Nel testo diffuso da askanews, Giuseppe Di Mauro, indicato come presidente della SIPPS, richiama i pilastri di questo percorso: colazione completa, pasti equilibrati, frutta fresca di stagione, idratazione, movimento e sonno di qualità.
L’alimentazione occupa un posto centrale, ma va considerata insieme al riposo e allo stile di vita. Anche il tempo dedicato ai pasti e il clima in cui si mangia fanno parte dell’educazione alla salute.
Le 7 regole d’oro per il ritorno a scuola
1. Recuperare gradualmente gli orari del sonno
Dopo le serate estive e i risvegli più distesi, il primo passo è tornare progressivamente a orari regolari per andare a letto e alzarsi. La parola chiave è gradualità, per accompagnare il cambiamento senza concentrare tutto alla vigilia del primo giorno.
2. Non saltare la colazione
La fretta del mattino non dovrebbe togliere spazio al primo pasto della giornata. La SIPPS raccomanda una colazione completa, da inserire stabilmente nella routine prima di uscire di casa.
Prepararsi al rientro significa quindi anche ritrovare il tempo per sedersi a tavola e cominciare la giornata con calma.
3. Distribuire correttamente i pasti
Le giornate scolastiche hanno bisogno di ritmi riconoscibili anche a tavola. Mantenere una corretta distribuzione dei pasti aiuta a dare regolarità alla quotidianità, tra lezioni, studio e attività pomeridiane.
Il richiamo dei pediatri riguarda sia l’equilibrio delle scelte alimentari sia la continuità delle abitudini.
4. Scegliere merende nutrienti ed equilibrate
Anche lo spuntino merita attenzione. La SIPPS invita a scegliere merende nutrienti ed equilibrate, valorizzando la frutta fresca, varia e di stagione.
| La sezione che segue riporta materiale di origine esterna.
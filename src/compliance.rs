//! # HK Label Compliance
//!
//! Checklist validation for Hong Kong health-supplement labeling rules.
//! Purely textual: scans the template's text elements for the required
//! statements and scores the result. Advisory output only — it never
//! blocks rendering or export.

use serde::Serialize;

use crate::label::{LabelElement, LabelTemplate};

/// Outcome of a single checklist item.
#[derive(Debug, Clone, Copy, PartialEq, Eq, Serialize)]
#[serde(rename_all = "lowercase")]
pub enum ComplianceStatus {
    Pass,
    Warning,
    Fail,
}

/// One checklist entry.
#[derive(Debug, Clone, Serialize)]
pub struct ComplianceCheck {
    pub item: String,
    pub status: ComplianceStatus,
    #[serde(skip_serializing_if = "Option::is_none")]
    pub message: Option<String>,
}

/// Full compliance report: 0-100 score, pass/fail verdict, itemized checks.
#[derive(Debug, Clone, Serialize)]
pub struct ComplianceReport {
    pub passed: bool,
    pub score: u32,
    pub checklist: Vec<ComplianceCheck>,
}

/// A checklist rule: display name, severity when missing, match keywords.
struct Rule {
    item: &'static str,
    missing_status: ComplianceStatus,
    missing_message: &'static str,
    keywords: &'static [&'static str],
}

const RULES: &[Rule] = &[
    Rule {
        item: "淨含量",
        missing_status: ComplianceStatus::Fail,
        missing_message: "缺少淨含量標示",
        keywords: &["粒", "g", "ml", "淨含量"],
    },
    Rule {
        item: "使用方法",
        missing_status: ComplianceStatus::Warning,
        missing_message: "建議添加使用方法",
        keywords: &["用法", "每日", "服用"],
    },
    Rule {
        item: "注意事項",
        missing_status: ComplianceStatus::Warning,
        missing_message: "建議添加注意事項",
        keywords: &["注意", "警", "孕婦", "兒童"],
    },
    Rule {
        item: "存放方式",
        missing_status: ComplianceStatus::Warning,
        missing_message: "建議添加存放方式",
        keywords: &["存放", "儲存", "陰涼", "密封"],
    },
    Rule {
        item: "製造商資訊",
        missing_status: ComplianceStatus::Fail,
        missing_message: "缺少製造商或地址",
        keywords: &["製造", "地址", "香港"],
    },
    Rule {
        item: "香港製造標示",
        missing_status: ComplianceStatus::Fail,
        missing_message: "缺少「香港製造」標示",
        keywords: &["香港製造", "made in hong kong", "made in hk"],
    },
    Rule {
        item: "非藥物聲明",
        missing_status: ComplianceStatus::Fail,
        missing_message: "缺少非藥物聲明",
        keywords: &[
            "非藥物",
            "不能替代藥物",
            "not medicine",
            "not intended to diagnose",
        ],
    },
    Rule {
        item: "批次及有效期",
        missing_status: ComplianceStatus::Warning,
        missing_message: "建議添加批次號及有效期",
        keywords: &["批次", "有效期", "batch", "exp"],
    },
];

/// Validate a template against the HK supplement labeling checklist.
pub fn validate_hk(template: &LabelTemplate) -> ComplianceReport {
    let texts: Vec<String> = template
        .elements
        .iter()
        .filter_map(|el| match el {
            LabelElement::Text(t) => Some(t.text.to_lowercase()),
            _ => None,
        })
        .collect();

    let mut checklist = Vec::with_capacity(RULES.len() + 1);

    // Product name: any substantial text qualifies
    let has_product_name = texts.iter().any(|t| t.chars().count() > 2);
    checklist.push(ComplianceCheck {
        item: "產品名稱".to_string(),
        status: if has_product_name {
            ComplianceStatus::Pass
        } else {
            ComplianceStatus::Fail
        },
        message: (!has_product_name).then(|| "缺少產品名稱".to_string()),
    });

    for rule in RULES {
        let found = texts
            .iter()
            .any(|t| rule.keywords.iter().any(|kw| t.contains(kw)));
        checklist.push(ComplianceCheck {
            item: rule.item.to_string(),
            status: if found {
                ComplianceStatus::Pass
            } else {
                rule.missing_status
            },
            message: (!found).then(|| rule.missing_message.to_string()),
        });
    }

    let fail_count = checklist
        .iter()
        .filter(|c| c.status == ComplianceStatus::Fail)
        .count();
    let pass_count = checklist
        .iter()
        .filter(|c| c.status == ComplianceStatus::Pass)
        .count();
    let score = (pass_count as f64 / checklist.len() as f64 * 100.0).round() as u32;

    ComplianceReport {
        passed: fail_count == 0,
        score,
        checklist,
    }
}

#[cfg(test)]
mod tests {
    use super::*;

    fn template_with_texts(texts: &[&str]) -> LabelTemplate {
        let elements: Vec<serde_json::Value> = texts
            .iter()
            .enumerate()
            .map(|(i, t)| {
                serde_json::json!({
                    "kind": "text", "id": format!("t{i}"), "x": 5, "y": 5 + i * 8,
                    "text": t, "font": {"sizePt": 8}
                })
            })
            .collect();
        serde_json::from_value(serde_json::json!({
            "size": {"widthMm": 140, "heightMm": 60},
            "elements": elements
        }))
        .unwrap()
    }

    #[test]
    fn test_complete_label_passes() {
        let report = validate_hk(&template_with_texts(&[
            "安眠寶 Sleep Well Plus",
            "淨含量：60粒",
            "用法：每日一粒，睡前服用",
            "注意事項：孕婦及兒童不宜",
            "存放於陰涼乾燥處",
            "香港製造 製造商：健康有限公司 香港九龍address",
            "本產品非藥物，不能替代藥物治療",
            "批次：A42 有效期至 2027-01",
        ]));
        assert!(report.passed);
        assert_eq!(report.score, 100);
    }

    #[test]
    fn test_empty_template_fails() {
        let report = validate_hk(&template_with_texts(&[]));
        assert!(!report.passed);
        assert_eq!(report.score, 0);
        assert!(
            report
                .checklist
                .iter()
                .any(|c| c.status == ComplianceStatus::Fail)
        );
    }

    #[test]
    fn test_missing_recommended_is_warning_not_fail() {
        let report = validate_hk(&template_with_texts(&[
            "安眠寶",
            "淨含量：60粒",
            "香港製造 製造商：健康有限公司",
            "本產品非藥物",
        ]));
        // no fails, but warnings for usage/caution/storage/batch
        assert!(report.passed);
        assert!(
            report
                .checklist
                .iter()
                .any(|c| c.status == ComplianceStatus::Warning)
        );
        assert!(report.score < 100);
    }

    #[test]
    fn test_report_serializes_lowercase_status() {
        let report = validate_hk(&template_with_texts(&["安眠寶"]));
        let json = serde_json::to_value(&report).unwrap();
        let status = json["checklist"][0]["status"].as_str().unwrap();
        assert!(matches!(status, "pass" | "warning" | "fail"));
    }
}
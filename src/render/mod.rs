//! # SVG Rendering
//!
//! Deterministic label-template-to-SVG composition.
//!
//! ```
//! use etiqueta::label::LabelTemplate;
//! use etiqueta::render::{RenderOptions, render_svg};
//!
//! let template: LabelTemplate = serde_json::from_str(r#"{
//!     "size": {"widthMm": 140, "heightMm": 60},
//!     "elements": [{"kind": "text", "id": "t", "x": 10, "y": 10,
//!                   "text": "EASY HEALTH", "font": {"sizePt": 5}}]
//! }"#).unwrap();
//!
//! let svg = render_svg(&template, &RenderOptions { show_bleed: true, ..Default::default() });
//! assert!(svg.starts_with("<?xml"));
//! ```
//!
//! The same `(template, options)` pair always yields byte-identical output:
//! no generated ids, no timestamps. Elements paint in array order inside a
//! single content group, so z-order is document order.

pub mod element;
pub mod geometry;

pub use geometry::{DEFAULT_DPI, Geometry};

use serde::{Deserialize, Serialize};

use crate::label::{LabelElement, LabelTemplate};

/// Options for a render pass.
///
/// `show_bleed` and `show_safe` toggle the dashed guide overlays
/// independently; both are design-preview aids and stay off for export.
#[derive(Debug, Clone, Copy, PartialEq, Serialize, Deserialize)]
#[serde(rename_all = "camelCase", default)]
pub struct RenderOptions {
    /// Include the bleed area in the document and draw its boundary guide.
    pub show_bleed: bool,
    /// Draw the safe-zone guide inset by the safe margin.
    pub show_safe: bool,
    /// Render resolution (default: 96).
    pub dpi: f64,
}

impl Default for RenderOptions {
    fn default() -> Self {
        Self {
            show_bleed: false,
            show_safe: false,
            dpi: DEFAULT_DPI,
        }
    }
}

/// Compose a complete, self-contained SVG document for the template.
pub fn render_svg(template: &LabelTemplate, options: &RenderOptions) -> String {
    let geo = Geometry::new(&template.size, options.dpi, options.show_bleed);

    let mut svg = format!(
        "<?xml version=\"1.0\" encoding=\"UTF-8\"?>\n<svg width=\"{tw}\" height=\"{th}\" viewBox=\"0 0 {tw} {th}\" xmlns=\"http://www.w3.org/2000/svg\" xmlns:xlink=\"http://www.w3.org/1999/xlink\">\n  <defs>\n    <style>\n      @import url('https://fonts.googleapis.com/css2?family=Noto+Sans+TC:wght@400;500;600;700&amp;display=swap');\n    </style>\n  </defs>\n",
        tw = geo.total_width,
        th = geo.total_height,
    );

    // Background: white, sized to the trimmed label, at the bleed offset
    svg.push_str(&format!(
        "  <rect x=\"{x}\" y=\"{y}\" width=\"{w}\" height=\"{h}\" fill=\"white\"/>\n",
        x = geo.offset_x,
        y = geo.offset_y,
        w = geo.label_width,
        h = geo.label_height,
    ));

    // Guides (design preview only)
    if options.show_bleed {
        svg.push_str(&format!(
            "  <g id=\"guides-bleed\" opacity=\"0.5\">\n    <rect x=\"0\" y=\"0\" width=\"{w}\" height=\"{h}\" fill=\"none\" stroke=\"red\" stroke-width=\"0.5\" stroke-dasharray=\"2,2\"/>\n  </g>\n",
            w = geo.total_width,
            h = geo.total_height,
        ));
    }
    if options.show_safe {
        let inset = geo.px(template.size.safe_mm);
        svg.push_str(&format!(
            "  <g id=\"guides-safe\" opacity=\"0.5\">\n    <rect x=\"{x}\" y=\"{y}\" width=\"{w}\" height=\"{h}\" fill=\"none\" stroke=\"green\" stroke-width=\"0.5\" stroke-dasharray=\"2,2\"/>\n  </g>\n",
            x = geo.offset_x + inset,
            y = geo.offset_y + inset,
            w = geo.label_width - inset * 2.0,
            h = geo.label_height - inset * 2.0,
        ));
    }

    // Content: elements in layer order (array order = z-order)
    svg.push_str("  <g id=\"content\">\n");
    for (idx, el) in template.elements.iter().enumerate() {
        svg.push_str(&render_element(el, &geo, idx));
    }
    svg.push_str("  </g>\n");

    svg.push_str("</svg>");
    svg
}

/// Dispatch a single element to its renderer. Exhaustive over the element
/// union; the compiler flags any new kind added to [`LabelElement`].
fn render_element(el: &LabelElement, geo: &Geometry, idx: usize) -> String {
    let (x_mm, y_mm) = el.position();
    let x = geo.x(x_mm);
    let y = geo.y(y_mm);

    match el {
        LabelElement::Text(e) => element::render_text(e, x, y, geo.scale, idx),
        LabelElement::Image(e) => element::render_image(e, x, y, geo.scale, idx),
        LabelElement::Qr(e) => element::render_qr_placeholder(e, x, y, geo.scale, idx),
        LabelElement::Barcode(e) => element::render_barcode_placeholder(e, x, y, geo.scale, idx),
        LabelElement::Shape(e) => element::render_shape(e, x, y, geo, idx),
    }
}

#[cfg(test)]
mod tests {
    use super::*;
    use pretty_assertions::assert_eq;

    fn template(json: &str) -> LabelTemplate {
        serde_json::from_str(json).unwrap()
    }

    fn basic() -> LabelTemplate {
        template(
            r##"{
                "size": {"widthMm": 140, "heightMm": 60, "bleedMm": 2, "safeMm": 3},
                "elements": [
                    {"kind": "text", "id": "a", "x": 10, "y": 10, "text": "A",
                     "font": {"sizePt": 5}},
                    {"kind": "shape", "id": "b", "shape": "rect", "x": 0, "y": 0,
                     "w": 10, "h": 10, "fill": "#EEE"},
                    {"kind": "qr", "id": "c", "x": 100, "y": 30, "size": 15,
                     "data": "https://example.com"}
                ]
            }"##,
        )
    }

    #[test]
    fn test_render_is_idempotent() {
        let t = basic();
        let opts = RenderOptions {
            show_bleed: true,
            show_safe: true,
            dpi: 96.0,
        };
        assert_eq!(render_svg(&t, &opts), render_svg(&t, &opts));
    }

    #[test]
    fn test_document_dimensions_without_bleed() {
        let svg = render_svg(&basic(), &RenderOptions::default());
        let w = 140.0 * 96.0 / 25.4;
        let h = 60.0 * 96.0 / 25.4;
        assert!(svg.contains(&format!("<svg width=\"{w}\" height=\"{h}\" viewBox=\"0 0 {w} {h}\"")));
    }

    #[test]
    fn test_document_dimensions_with_bleed() {
        let svg = render_svg(
            &basic(),
            &RenderOptions {
                show_bleed: true,
                ..Default::default()
            },
        );
        let w = (140.0 + 4.0) * 96.0 / 25.4;
        assert!(svg.contains(&format!("width=\"{w}\"")));
    }

    #[test]
    fn test_guides_toggle_independently() {
        let t = basic();
        let bleed_only = render_svg(
            &t,
            &RenderOptions {
                show_bleed: true,
                show_safe: false,
                dpi: 96.0,
            },
        );
        assert!(bleed_only.contains("guides-bleed"));
        assert!(!bleed_only.contains("guides-safe"));

        let safe_only = render_svg(
            &t,
            &RenderOptions {
                show_bleed: false,
                show_safe: true,
                dpi: 96.0,
            },
        );
        assert!(!safe_only.contains("guides-bleed"));
        assert!(safe_only.contains("guides-safe"));
    }

    #[test]
    fn test_z_order_preserved() {
        let svg = render_svg(&basic(), &RenderOptions::default());
        let a = svg.find("id=\"text-a\"").unwrap();
        let b = svg.find("id=\"shape-b\"").unwrap();
        let c = svg.find("id=\"qr-c\"").unwrap();
        assert!(a < b && b < c);
    }

    #[test]
    fn test_content_group_wraps_elements() {
        let svg = render_svg(&basic(), &RenderOptions::default());
        let content = svg.find("<g id=\"content\">").unwrap();
        assert!(svg.find("id=\"text-a\"").unwrap() > content);
    }

    #[test]
    fn test_empty_template_still_valid_document() {
        let t = template(r#"{"size": {"widthMm": 50, "heightMm": 30}}"#);
        let svg = render_svg(&t, &RenderOptions::default());
        assert!(svg.starts_with("<?xml version=\"1.0\""));
        assert!(svg.ends_with("</svg>"));
        assert!(svg.contains("<g id=\"content\">"));
    }
}
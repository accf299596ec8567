//! # Etiqueta - Label Rendering & Export Library
//!
//! Etiqueta turns JSON label templates into print-ready artwork for
//! capsule-supplement packaging. It provides:
//!
//! - **Template model**: a closed element union (text, image, QR, barcode,
//!   shape) with `{{variable}}` interpolation
//! - **SVG rendering**: deterministic millimeter-accurate composition with
//!   bleed/safe-zone guides
//! - **Export**: real QR and barcode geometry injection, PDF pages sized
//!   exactly to the label
//! - **Compliance**: HK supplement labeling checklist
//!
//! ## Quick Start
//!
//! ```
//! use etiqueta::export::{ExportOptions, export_svg};
//! use etiqueta::label::LabelTemplate;
//! use etiqueta::render::{RenderOptions, render_svg};
//!
//! let template: LabelTemplate = serde_json::from_str(r#"{
//!     "name": "Sleep Well Plus",
//!     "size": {"widthMm": 140, "heightMm": 60},
//!     "elements": [
//!         {"kind": "text", "id": "title", "x": 10, "y": 10,
//!          "text": "{{productName}}",
//!          "font": {"sizePt": 14, "weight": 700, "align": "center"}},
//!         {"kind": "qr", "id": "lot-qr", "x": 115, "y": 35, "size": 18,
//!          "data": "https://example.com/lot/{{lot}}"}
//!     ]
//! }"#)?;
//!
//! // Design preview with guides
//! let preview = render_svg(&template, &RenderOptions {
//!     show_bleed: true,
//!     show_safe: true,
//!     ..Default::default()
//! });
//!
//! // Production artwork with real QR modules
//! let artwork = export_svg(&template, &ExportOptions::default());
//! # Ok::<(), serde_json::Error>(())
//! ```
//!
//! ## Module Overview
//!
//! | Module | Description |
//! |--------|-------------|
//! | [`label`] | Template model and variable substitution |
//! | [`render`] | Geometry and SVG composition |
//! | [`export`] | QR/barcode injection and PDF conversion |
//! | [`compliance`] | HK labeling checklist |
//! | [`server`] | HTTP JSON API |
//! | [`error`] | Error types |

pub mod compliance;
pub mod error;
pub mod export;
pub mod label;
pub mod render;
pub mod server;

// Re-exports for convenience
pub use error::EtiquetaError;
pub use label::{LabelTemplate, apply_variables};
La merenda entra così a far parte dell’organizzazione della giornata, insieme agli altri pasti.
5. Bere acqua regolarmente
Tra la scuola e gli impegni del pomeriggio, bere acqua deve restare un’abitudine quotidiana. Un’adeguata idratazione rientra tra i punti indicati dai pediatri per accompagnare il ritorno alla routine.
6. Fare movimento ogni giorno
Con la ripresa delle lezioni è importante conservare uno spazio quotidiano per l’attività fisica. Il movimento è uno dei pilastri richiamati dalla SIPPS e va considerato parte delle abitudini di salute, insieme all’alimentazione e al riposo.
7. Condividere i pasti senza schermi
A pranzo e a cena, smartphone, tablet e televisione dovrebbero lasciare spazio al pasto e alla conversazione.
Per i pediatri, favorire i pasti in famiglia significa prestare attenzione anche al contesto in cui si mangia. Convivialità, regolarità degli orari e assenza di distrazioni contribuiscono a costruire un rapporto più sano ed equilibrato con il cibo.
A tavola conta anche il tempo trascorso insieme
Il messaggio della SIPPS guarda alla vita familiare nel suo insieme. Le abitudini alimentari si costruiscono attraverso ciò che si porta in tavola, ma anche attraverso gesti ripetuti: trovare il tempo per la colazione, condividere un pasto, rispettare gli orari e dedicare attenzione a chi è seduto accanto.
Il ritorno a scuola può diventare l’occasione per recuperare queste consuetudini, un passo alla volta, rendendole parte della quotidianità anche dopo le prime settimane.